Now i want to rewrite the similar stuff in Java.
So i came up with 2 ways
1)HashMap<Long, HashMap<Long ,HashMap<String,String> >>
2)HashMap<String, String> //In this approach i concatenate index1,index2 and index3 using _ and make a single string
I want to know which way will be efficient as max of 100 keys for index1, 300 keys for index2 and 700 keys for index3 is possible.
First, let’s discuss #2
It doesn’t work 100% of the time due to possible ambiguity if the index strings can contain the separator character (“_”):
E.g. consider 3 sets of indexes: (“12”, “13_13” and “14”) and (“12_13”, “13” and “14”). They both produce the same concatenated key.

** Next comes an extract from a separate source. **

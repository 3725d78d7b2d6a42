pub mod encryption;

pub use encryption::{decrypt_text, derive_key, encrypt_text, EncryptedText};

It doesn’t allow straightforward processing of the 2-d and 3-d level hashes as data structures easily.
E.g. you can not easily do Java equivalent of “
keys %{$hash->{index1}}” – find all the keys for a hash of second level stored under index1. It’s doable, but much harder. Or “delete $hash->{index1}“.If these 2 considerations don’t bother you, using a concatenated key for 1-level HashMap is fine.
If they do, you need to do #1 – a fairly robust implementation was posted on SO previously:
” Java equivalent of Perl's hash ” . Please note that such implementation is NOT trivial, and therefore your alternate approach of concatenated 1 level of indexes is a very good alternative.